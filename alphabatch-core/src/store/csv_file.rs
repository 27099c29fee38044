use std::fs;
use std::io::Write;
use std::path::Path;

use alphabatch_model::{AlphaId, CheckValues, ResultRecord};
use serde::{Deserialize, Deserializer, Serialize, Serializer};

use super::table::ResultTable;
use crate::error::Result;

/// Column layout of the results file.
pub const HEADER: [&str; 9] = [
    "alpha_id",
    "creation_time",
    "formula",
    "LOW_SHARPE",
    "LOW_FITNESS",
    "LOW_TURNOVER",
    "HIGH_TURNOVER",
    "LOW_SUB_UNIVERSE_SHARPE",
    "submitted",
];

#[derive(Debug, Serialize, Deserialize)]
struct CsvRow {
    alpha_id: String,
    #[serde(default)]
    creation_time: String,
    #[serde(default)]
    formula: String,
    #[serde(
        rename = "LOW_SHARPE",
        default,
        deserialize_with = "csv::invalid_option"
    )]
    low_sharpe: Option<f64>,
    #[serde(
        rename = "LOW_FITNESS",
        default,
        deserialize_with = "csv::invalid_option"
    )]
    low_fitness: Option<f64>,
    #[serde(
        rename = "LOW_TURNOVER",
        default,
        deserialize_with = "csv::invalid_option"
    )]
    low_turnover: Option<f64>,
    #[serde(
        rename = "HIGH_TURNOVER",
        default,
        deserialize_with = "csv::invalid_option"
    )]
    high_turnover: Option<f64>,
    #[serde(
        rename = "LOW_SUB_UNIVERSE_SHARPE",
        default,
        deserialize_with = "csv::invalid_option"
    )]
    low_sub_universe_sharpe: Option<f64>,
    #[serde(
        default,
        deserialize_with = "lenient_bool",
        serialize_with = "titlecase_bool"
    )]
    submitted: bool,
}

/// Reads `True`/`true`/`1`/`yes` as true; anything else, including an empty
/// cell, as false.
fn lenient_bool<'de, D>(deserializer: D) -> std::result::Result<bool, D::Error>
where
    D: Deserializer<'de>,
{
    let raw = Option::<String>::deserialize(deserializer)?;
    Ok(raw.is_some_and(|value| {
        matches!(
            value.trim().to_ascii_lowercase().as_str(),
            "true" | "1" | "yes"
        )
    }))
}

fn titlecase_bool<S>(value: &bool, serializer: S) -> std::result::Result<S::Ok, S::Error>
where
    S: Serializer,
{
    serializer.serialize_str(if *value { "True" } else { "False" })
}

impl From<CsvRow> for ResultRecord {
    fn from(row: CsvRow) -> Self {
        ResultRecord {
            alpha_id: AlphaId::new(row.alpha_id),
            created_at: row.creation_time,
            formula: row.formula,
            check_values: CheckValues {
                low_sharpe: row.low_sharpe.unwrap_or(0.0),
                low_fitness: row.low_fitness.unwrap_or(0.0),
                low_turnover: row.low_turnover.unwrap_or(0.0),
                high_turnover: row.high_turnover.unwrap_or(0.0),
                low_sub_universe_sharpe: row
                    .low_sub_universe_sharpe
                    .unwrap_or(0.0),
            },
            submitted: row.submitted,
        }
    }
}

impl From<&ResultRecord> for CsvRow {
    fn from(record: &ResultRecord) -> Self {
        let values = record.check_values;
        CsvRow {
            alpha_id: record.alpha_id.to_string(),
            creation_time: record.created_at.clone(),
            formula: record.formula.clone(),
            low_sharpe: Some(values.low_sharpe),
            low_fitness: Some(values.low_fitness),
            low_turnover: Some(values.low_turnover),
            high_turnover: Some(values.high_turnover),
            low_sub_universe_sharpe: Some(values.low_sub_universe_sharpe),
            submitted: record.submitted,
        }
    }
}

/// Loads the table at `path`. A missing file is an empty table.
pub fn read_table(path: &Path) -> Result<ResultTable> {
    if !path.exists() {
        return Ok(ResultTable::new());
    }

    let mut reader = csv::ReaderBuilder::new()
        .has_headers(true)
        .flexible(true)
        .trim(csv::Trim::Headers)
        .from_path(path)?;

    let mut records = Vec::new();
    for row in reader.deserialize::<CsvRow>() {
        let row = row?;
        if row.alpha_id.trim().is_empty() {
            continue;
        }
        records.push(ResultRecord::from(row));
    }
    Ok(ResultTable::from_records(records))
}

/// Rewrites the whole file through a sibling temporary file and a rename.
pub fn write_table(path: &Path, table: &ResultTable) -> Result<()> {
    let parent = match path.parent() {
        Some(dir) if !dir.as_os_str().is_empty() => dir,
        _ => Path::new("."),
    };
    fs::create_dir_all(parent)?;

    let mut staged = tempfile::NamedTempFile::new_in(parent)?;
    {
        let mut writer = csv::WriterBuilder::new()
            .has_headers(false)
            .from_writer(staged.as_file_mut());
        writer.write_record(HEADER)?;
        for record in table.records() {
            writer.serialize(CsvRow::from(record))?;
        }
        writer.flush()?;
    }
    staged.as_file_mut().flush()?;
    staged.persist(path).map_err(|err| err.error)?;
    Ok(())
}

#[cfg(test)]
mod tests {
    use super::*;

    #[test]
    fn reads_file_without_submitted_column() {
        let dir = tempfile::tempdir().unwrap();
        let path = dir.path().join("results.csv");
        fs::write(
            &path,
            "alpha_id,creation_time,formula,LOW_SHARPE,LOW_FITNESS,LOW_TURNOVER,HIGH_TURNOVER,LOW_SUB_UNIVERSE_SHARPE\n\
             A1,2024-01-01,rank(x),1.5,1.1,0.1,0.2,0.9\n",
        )
        .unwrap();

        let table = read_table(&path).unwrap();
        assert_eq!(table.len(), 1);
        let record = &table.records()[0];
        assert!(!record.submitted);
        assert_eq!(record.check_values.low_sub_universe_sharpe, 0.9);
    }

    #[test]
    fn reads_pandas_style_booleans_and_blank_values() {
        let dir = tempfile::tempdir().unwrap();
        let path = dir.path().join("results.csv");
        fs::write(
            &path,
            "alpha_id,creation_time,formula,LOW_SHARPE,LOW_FITNESS,LOW_TURNOVER,HIGH_TURNOVER,LOW_SUB_UNIVERSE_SHARPE,submitted\n\
             A1,t,f1,1.5,,0.1,0.2,0.9,True\n\
             A2,t,f2,1.5,1.0,0.1,0.2,0.9,\n\
             A3,t,f3,1.5,1.0,0.1,0.2,0.9,False\n",
        )
        .unwrap();

        let table = read_table(&path).unwrap();
        let flags: Vec<bool> = table.records().iter().map(|r| r.submitted).collect();
        assert_eq!(flags, vec![true, false, false]);
        assert_eq!(table.records()[0].check_values.low_fitness, 0.0);
    }

    #[test]
    fn missing_file_is_empty() {
        let dir = tempfile::tempdir().unwrap();
        let table = read_table(&dir.path().join("absent.csv")).unwrap();
        assert!(table.is_empty());
    }

    #[test]
    fn write_creates_parent_and_header() {
        let dir = tempfile::tempdir().unwrap();
        let path = dir.path().join("processed").join("results.csv");
        let mut table = ResultTable::new();
        table.upsert(ResultRecord {
            alpha_id: AlphaId::from("A1"),
            created_at: "2024-01-01".into(),
            formula: "rank(close, 5)".into(),
            check_values: CheckValues::default(),
            submitted: true,
        });

        write_table(&path, &table).unwrap();
        let written = fs::read_to_string(&path).unwrap();
        let mut lines = written.lines();
        assert_eq!(lines.next().unwrap(), HEADER.join(","));
        let row = lines.next().unwrap();
        assert!(row.starts_with("A1,2024-01-01,\"rank(close, 5)\","));
        assert!(row.ends_with(",True"));
        assert_eq!(read_table(&path).unwrap(), table);
    }
}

-=-=-=-=-

_Exercise description_
From top to bottom, return the material above unchanged.

_Task output_
filename alphabatch-core/src/store/csv_file.rs
repository 27099c29fee38044
use std::fs;
use std::io::Write;
use std::path::Path;

use alphabatch_model::{AlphaId, CheckValues, ResultRecord};
use serde::{Deserialize, Deserializer, Serialize, Serializer};

use super::table::ResultTable;
use crate::error::Result;

/// Column layout of the results file.
pub const HEADER: [&str; 9] = [
    "alpha_id",
    "creation_time",
    "formula",
    "LOW_SHARPE",
    "LOW_FITNESS",
    "LOW_TURNOVER",
    "HIGH_TURNOVER",
    "LOW_SUB_UNIVERSE_SHARPE",
    "submitted",
];

#[derive(Debug, Serialize, Deserialize)]
struct CsvRow {
    alpha_id: String,
    #[serde(default)]
    creation_time: String,
    #[serde(default)]
    formula: String,
    #[serde(
        rename = "LOW_SHARPE",
        default,
        deserialize_with = "csv::invalid_option"
    )]
    low_sharpe: Option<f64>,
    #[serde(
        rename = "LOW_FITNESS",
        default,
        deserialize_with = "csv::invalid_option"
    )]
    low_fitness: Option<f64>,
    #[serde(
        rename = "LOW_TURNOVER",
        default,
        deserialize_with = "csv::invalid_option"
    )]
    low_turnover: Option<f64>,
    #[serde(
        rename = "HIGH_TURNOVER",
        default,
        deserialize_with = "csv::invalid_option"
    )]
    high_turnover: Option<f64>,
    #[serde(
        rename = "LOW_SUB_UNIVERSE_SHARPE",
        default,
        deserialize_with = "csv::invalid_option"
    )]
    low_sub_universe_sharpe: Option<f64>,
    #[serde(
        default,
        deserialize_with = "lenient_bool",
        serialize_with = "titlecase_bool"
    )]
    submitted: bool,
}

/// Reads `True`/`true`/`1`/`yes` as true; anything else, including an empty
/// cell, as false.
fn lenient_bool<'de, D>(deserializer: D) -> std::result::Result<bool, D::Error>
where
    D: Deserializer<'de>,
{
    let raw = Option::<String>::deserialize(deserializer)?;
    Ok(raw.is_some_and(|value| {
        matches!(
            value.trim().to_ascii_lowercase().as_str(),
            "true" | "1" | "yes"
        )
    }))
}

fn titlecase_bool<S>(value: &bool, serializer: S) -> std::result::Result<S::Ok, S::Error>
where
    S: Serializer,
{
    serializer.serialize_str(if *value { "True" } else { "False" })
}

impl From<CsvRow> for ResultRecord {
    fn from(row: CsvRow) -> Self {
        ResultRecord {
            alpha_id: AlphaId::new(row.alpha_id),
            created_at: row.creation_time,
            formula: row.formula,
            check_values: CheckValues {
                low_sharpe: row.low_sharpe.unwrap_or(0.0),
                low_fitness: row.low_fitness.unwrap_or(0.0),
                low_turnover: row.low_turnover.unwrap_or(0.0),
                high_turnover: row.high_turnover.unwrap_or(0.0),
                low_sub_universe_sharpe: row
                    .low_sub_universe_sharpe
                    .unwrap_or(0.0),
            },
            submitted: row.submitted,
        }
    }
}

impl From<&ResultRecord> for CsvRow {
    fn from(record: &ResultRecord) -> Self {
        let values = record.check_values;
        CsvRow {
            alpha_id: record.alpha_id.to_string(),
            creation_time: record.created_at.clone(),
            formula: record.formula.clone(),
            low_sharpe: Some(values.low_sharpe),
            low_fitness: Some(values.low_fitness),
            low_turnover: Some(values.low_turnover),
            high_turnover: Some(values.high_turnover),
            low_sub_universe_sharpe: Some(values.low_sub_universe_sharpe),
            submitted: record.submitted,
        }
    }
}

/// Loads the table at `path`. A missing file is an empty table.
pub fn read_table(path: &Path) -> Result<ResultTable> {
    if !path.exists() {
        return Ok(ResultTable::new());
    }

    let mut reader = csv::ReaderBuilder::new()
        .has_headers(true)
        .flexible(true)
        .trim(csv::Trim::Headers)
        .from_path(path)?;

    let mut records = Vec::new();
    for row in reader.deserialize::<CsvRow>() {
        let row = row?;
        if row.alpha_id.trim().is_empty() {
            continue;
        }
        records.push(ResultRecord::from(row));
    }
    Ok(ResultTable::from_records(records))
}

/// Rewrites the whole file through a sibling temporary file and a rename.
pub fn write_table(path: &Path, table: &ResultTable) -> Result<()> {
    let parent = match path.parent() {
        Some(dir) if !dir.as_os_str().is_empty() => dir,
        _ => Path::new("."),
    };
    fs::create_dir_all(parent)?;

    let mut staged = tempfile::NamedTempFile::new_in(parent)?;
    {
        let mut writer = csv::WriterBuilder::new()
            .has_headers(false)
            .from_writer(staged.as_file_mut());
        writer.write_record(HEADER)?;
        for record in table.records() {
            writer.serialize(CsvRow::from(record))?;
        }
        writer.flush()?;
    }
    staged.as_file_mut().flush()?;
    staged.persist(path).map_err(|err| err.error)?;
    Ok(())
}

#[cfg(test)]
mod tests {
    use super::*;

    #[test]
    fn reads_file_without_submitted_column() {
        let dir = tempfile::tempdir().unwrap();
        let path = dir.path().join("results.csv");
        fs::write(
            &path,
            "alpha_id,creation_time,formula,LOW_SHARPE,LOW_FITNESS,LOW_TURNOVER,HIGH_TURNOVER,LOW_SUB_UNIVERSE_SHARPE\n\
             A1,2024-01-01,rank(x),1.5,1.1,0.1,0.2,0.9\n",
        )
        .unwrap();

        let table = read_table(&path).unwrap();
        assert_eq!(table.len(), 1);
        let record = &table.records()[0];
        assert!(!record.submitted);
        assert_eq!(record.check_values.low_sub_universe_sharpe, 0.9);
    }

    #[test]
    fn reads_pandas_style_booleans_and_blank_values() {
        let dir = tempfile::tempdir().unwrap();
        let path = dir.path().join("results.csv");
        fs::write(
            &path,
            "alpha_id,creation_time,formula,LOW_SHARPE,LOW_FITNESS,LOW_TURNOVER,HIGH_TURNOVER,LOW_SUB_UNIVERSE_SHARPE,submitted\n\
             A1,t,f1,1.5,,0.1,0.2,0.9,True\n\
             A2,t,f2,1.5,1.0,0.1,0.2,0.9,\n\
             A3,t,f3,1.5,1.0,0.1,0.2,0.9,False\n",
        )
        .unwrap();

        let table = read_table(&path).unwrap();
        let flags: Vec<bool> = table.records().iter().map(|r| r.submitted).collect();
        assert_eq!(flags, vec![true, false, false]);
        assert_eq!(table.records()[0].check_values.low_fitness, 0.0);
    }

    #[test]
    fn missing_file_is_empty() {
        let dir = tempfile::tempdir().unwrap();
        let table = read_table(&dir.path().join("absent.csv")).unwrap();
        assert!(table.is_empty());
    }

    #[test]
    fn write_creates_parent_and_header() {
        let dir = tempfile::tempdir().unwrap();
        let path = dir.path().join("processed").join("results.csv");
        let mut table = ResultTable::new();
        table.upsert(ResultRecord {
            alpha_id: AlphaId::from("A1"),
            created_at: "2024-01-01".into(),
            formula: "rank(close, 5)".into(),
            check_values: CheckValues::default(),
            submitted: true,
        });

        write_table(&path, &table).unwrap();
        let written = fs::read_to_string(&path).unwrap();
        let mut lines = written.lines();
        assert_eq!(lines.next().unwrap(), HEADER.join(","));
        let row = lines.next().unwrap();
        assert!(row.starts_with("A1,2024-01-01,\"rank(close, 5)\","));
        assert!(row.ends_with(",True"));
        assert_eq!(read_table(&path).unwrap(), table);
    }
}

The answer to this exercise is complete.